The zlib format doesn't have a field for the original input size, so I doubt you will be able to do that without simulating a decompression of the data. The gzip format has a "input size" (ISIZE) field, that you could use, but maybe you want to avoid changing the compression format or having the clients sending the file size.

But even if you use a different format, if you don't trust the clients you would still need to run a more expensive check to make sure the uncompressed data is the size the client says it is. In this case, what you can do is to make the uncompress-to-/dev/null process less expensive, making sure zlib doesn't write the output data anywhere, as you just want to know the uncompressed size.

OTHER TIPS

I doubt it.
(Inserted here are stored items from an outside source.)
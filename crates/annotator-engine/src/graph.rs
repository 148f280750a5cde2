//! Fix trees and their conflict graph.
//!
//! A [`Node`] starts from one root fix and grows a tree of companion fixes
//! that must be injected together for the root to make sense. Nodes whose
//! regions intersect cannot be evaluated in the same build, so they are
//! colored into batches by [`partition`].

use std::collections::{BTreeMap, BTreeSet};

use annotator_core::{Fix, Location, Region};
use annotator_index::{FieldDeclarationStore, Index, MethodHierarchy, RegionTracker};

use crate::downstream::DownstreamModel;

pub const REASON_FIELD_GROUP: &str = "FIELD_GROUP";
pub const REASON_OVERRIDE_PARAM: &str = "WRONG_OVERRIDE_PARAM";
pub const REASON_DOWNSTREAM_FLOW: &str = "PASS_NULLABLE";

/// What node expansion consults.
pub struct Expansion<'a> {
    pub methods: &'a dyn MethodHierarchy,
    pub fields: &'a FieldDeclarationStore,
    pub downstream: &'a dyn DownstreamModel,
    pub annotation: &'a str,
}

#[derive(Debug, Clone)]
pub struct Node {
    pub id: usize,
    pub root: Fix,
    pub tree: BTreeSet<Fix>,
    pub regions: BTreeSet<Region>,
    /// Companion fixes discovered but not yet merged into the tree.
    pub triggered: BTreeSet<Fix>,
    /// Local effect of the last evaluation, penalty included.
    pub effect: i32,
    /// Whether the node gained fixes since its last evaluation, either in
    /// its tree or as new triggered fixes. Chain mode only re-evaluates
    /// changed nodes.
    pub changed: bool,
    root_source: BTreeSet<Region>,
}

impl Node {
    pub fn new(id: usize, root: Fix) -> Self {
        Self {
            id,
            tree: BTreeSet::from([root.clone()]),
            root,
            regions: BTreeSet::new(),
            triggered: BTreeSet::new(),
            effect: 0,
            changed: false,
            root_source: BTreeSet::new(),
        }
    }

    /// Records the regions that reported the root. A field root also counts
    /// every region suggesting any variable of its declaration group.
    pub fn set_root_source(&mut self, fixes: &Index<Fix>, fields: &FieldDeclarationStore) {
        self.root_source = match &self.root.location {
            Location::Field {
                class,
                path,
                variables,
            } => {
                let group = fields.group_of(class, variables);
                fixes.regions_where(|fix| match &fix.location {
                    Location::Field {
                        class: other_class,
                        path: other_path,
                        variables: other_variables,
                    } => other_class == class && other_path == path && !other_variables.is_disjoint(&group),
                    _ => false,
                })
            }
            root => fixes.regions_where(|fix| &fix.location == root),
        };
    }

    pub fn root_source(&self) -> &BTreeSet<Region> {
        &self.root_source
    }

    fn holds(&self, fix: &Fix) -> bool {
        self.tree.contains(fix) || self.tree.iter().any(|held| held.covers(fix))
    }

    /// Fixes the current tree implies but does not hold.
    fn implied(&self, expansion: &Expansion<'_>, scheduled: &BTreeSet<Location>) -> BTreeSet<Fix> {
        let mut implied = BTreeSet::new();

        let mut field_vars: BTreeMap<&str, BTreeSet<String>> = BTreeMap::new();
        for fix in &self.tree {
            if let Location::Field { class, variables, .. } = &fix.location {
                field_vars.entry(class.as_str()).or_default().extend(variables.iter().cloned());
            }
        }

        for fix in &self.tree {
            match &fix.location {
                Location::Field {
                    class,
                    path,
                    variables,
                } => {
                    let group = expansion.fields.group_of(class, variables);
                    let covered = field_vars.get(class.as_str());
                    if covered.map_or(true, |covered| !group.is_subset(covered)) {
                        let mut companion = Fix::new(Location::field(class.clone(), path.clone(), group), expansion.annotation)
                            .with_reason(REASON_FIELD_GROUP);
                        companion.region = fix.region.clone();
                        implied.insert(companion);
                    }
                }
                Location::Parameter { class, method, index, .. } => {
                    for sub in expansion.methods.sub_methods(class, method) {
                        if sub.is_parameter_annotated(*index) || *index >= sub.annotation_flags.len() {
                            continue;
                        }
                        let Some(path) = &sub.path else {
                            continue;
                        };
                        if !sub.declared_in_module {
                            continue;
                        }
                        implied.insert(
                            Fix::new(
                                Location::parameter(sub.class.clone(), path.clone(), sub.signature.clone(), *index),
                                expansion.annotation,
                            )
                            .with_reason(REASON_OVERRIDE_PARAM)
                            .with_region(Region::new(sub.class.clone(), sub.signature.clone())),
                        );
                    }
                }
                Location::Method { class, method, .. } => {
                    for parameter in expansion.downstream.impacted_parameters(&fix.location) {
                        implied.insert(
                            Fix::new(parameter, expansion.annotation)
                                .with_reason(REASON_DOWNSTREAM_FLOW)
                                .with_region(Region::new(class.clone(), method.clone())),
                        );
                    }
                }
            }
        }

        implied.retain(|fix| !self.holds(fix) && !scheduled.contains(&fix.location));
        implied
    }

    /// Merges implied fixes into the tree until nothing new is implied.
    /// `scheduled` holds the roots of the other nodes in this round. Returns
    /// whether the tree grew.
    pub fn expand(&mut self, expansion: &Expansion<'_>, scheduled: &BTreeSet<Location>) -> bool {
        let mut grew = false;
        loop {
            let implied = self.implied(expansion, scheduled);
            if implied.is_empty() {
                break;
            }
            tracing::debug!(node = self.id, added = implied.len(), "expanding fix tree");
            grew = true;
            self.tree.extend(implied);
        }
        self.changed |= grew;
        grew
    }

    /// Moves the triggered fixes into the tree.
    pub fn merge_triggered(&mut self) {
        let triggered = std::mem::take(&mut self.triggered);
        for fix in triggered {
            if !self.holds(&fix) {
                self.changed |= self.tree.insert(fix);
            }
        }
    }

    /// Rebuilds the regions from scratch: where the root was reported, what
    /// the tree's locations affect, and the class scope of any constructor
    /// parameter in the tree.
    pub fn update_regions(&mut self, tracker: &dyn RegionTracker) {
        self.regions.clear();
        self.regions.extend(self.root_source.iter().cloned());
        for fix in &self.tree {
            if let Some(regions) = tracker.get_regions(&fix.location) {
                self.regions.extend(regions);
            }
            if fix.location.is_constructor_parameter() {
                self.regions.insert(Region::class_scope(fix.location.class()));
            }
        }
    }

    pub fn conflicts_with(&self, other: &Node) -> bool {
        !self.regions.is_disjoint(&other.regions)
    }

    /// Records one evaluation. `local_effect` is the raw error delta over
    /// the regions, `annotated_together` the fixes the other nodes of the
    /// batch injected alongside this tree, and `reported` the fixes the
    /// analyzer newly suggested in this node's regions.
    pub fn update_status(
        &mut self,
        local_effect: i32,
        annotated_together: &BTreeSet<Location>,
        reported: impl IntoIterator<Item = Fix>,
        methods: &dyn MethodHierarchy,
        fields: &FieldDeclarationStore,
    ) {
        self.effect = local_effect + self.override_penalty(annotated_together, methods);
        self.changed = false;
        self.update_triggered(reported, fields);
    }

    /// One point for every super method another node annotated while this
    /// tree left its override unannotated.
    fn override_penalty(&self, annotated_together: &BTreeSet<Location>, methods: &dyn MethodHierarchy) -> i32 {
        let mut penalty = 0;
        for fix in self.tree.iter().filter(|fix| fix.is_on_method()) {
            let Location::Method { class, method, .. } = &fix.location else {
                continue;
            };
            let Some(parent) = methods.closest_super_method(class, method) else {
                continue;
            };
            if parent.is_nullable {
                continue;
            }
            let in_tree = self.tree.iter().any(|held| {
                held.is_on_method()
                    && held.location.class() == parent.class
                    && held.location.method_signature() == Some(parent.signature.as_str())
            });
            let annotated = annotated_together.iter().any(|location| {
                matches!(location, Location::Method { class: c, method: m, .. } if *c == parent.class && *m == parent.signature)
            });
            if !in_tree && annotated {
                penalty += 1;
            }
        }
        penalty
    }

    fn update_triggered(&mut self, reported: impl IntoIterator<Item = Fix>, fields: &FieldDeclarationStore) {
        let before = self.triggered.len();
        for fix in reported {
            if self.holds(&fix) {
                continue;
            }
            if let Location::Field { class, variables, .. } = &fix.location {
                let group = fields.group_of(class, variables);
                let duplicate = self.triggered.iter().any(|held| match &held.location {
                    Location::Field {
                        class: held_class,
                        variables: held_variables,
                        ..
                    } => held_class == class && !held_variables.is_disjoint(&group),
                    _ => false,
                });
                if duplicate {
                    continue;
                }
            }
            self.triggered.insert(fix);
        }
        self.changed |= self.triggered.len() > before;
    }

    pub fn locations(&self) -> BTreeSet<Location> {
        self.tree.iter().map(|fix| fix.location.clone()).collect()
    }
}

/// Splits `nodes` into batches of pairwise region-disjoint nodes by
/// saturation-degree greedy coloring. Batches come out in color order and
/// hold indices into `nodes`.
pub fn partition(nodes: &[&Node]) -> Vec<Vec<usize>> {
    let n = nodes.len();
    let neighbors: Vec<Vec<usize>> = (0..n)
        .map(|i| (0..n).filter(|&j| j != i && nodes[i].conflicts_with(nodes[j])).collect())
        .collect();

    let mut colors: Vec<Option<usize>> = vec![None; n];
    for _ in 0..n {
        let next = (0..n)
            .filter(|&i| colors[i].is_none())
            .max_by_key(|&i| {
                let saturation: BTreeSet<usize> = neighbors[i].iter().filter_map(|&j| colors[j]).collect();
                // Reverse the index so ties go to the earliest node.
                (saturation.len(), neighbors[i].len(), std::cmp::Reverse(i))
            });
        let Some(next) = next else {
            break;
        };
        let taken: BTreeSet<usize> = neighbors[next].iter().filter_map(|&j| colors[j]).collect();
        let color = (0..).find(|color| !taken.contains(color)).unwrap_or(0);
        colors[next] = Some(color);
    }

    let mut batches: BTreeMap<usize, Vec<usize>> = BTreeMap::new();
    for (index, color) in colors.into_iter().enumerate() {
        batches.entry(color.unwrap_or(0)).or_default().push(index);
    }
    batches.into_values().collect()
}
I don't believe this is something the underlying zlib libraries provide from memory (although it's been a good 7 or 8 years since I used it, the up-to-date docs don't seem to indicate this feature has been added).

One possibility would be to transfer another file which contained the uncompressed size (e.g., transfer both file.zip and file.zip.size) but that seems fraught with danger, especially if you get the size wrong.

Another alternative is, if the server uncompressing is time-expensive but doesn't have to be done immediately, to do it in a lower-priority background task (like with nice under Linux). But again, there may be drawbacks if the size checker starts running behind (too many uploads coming in).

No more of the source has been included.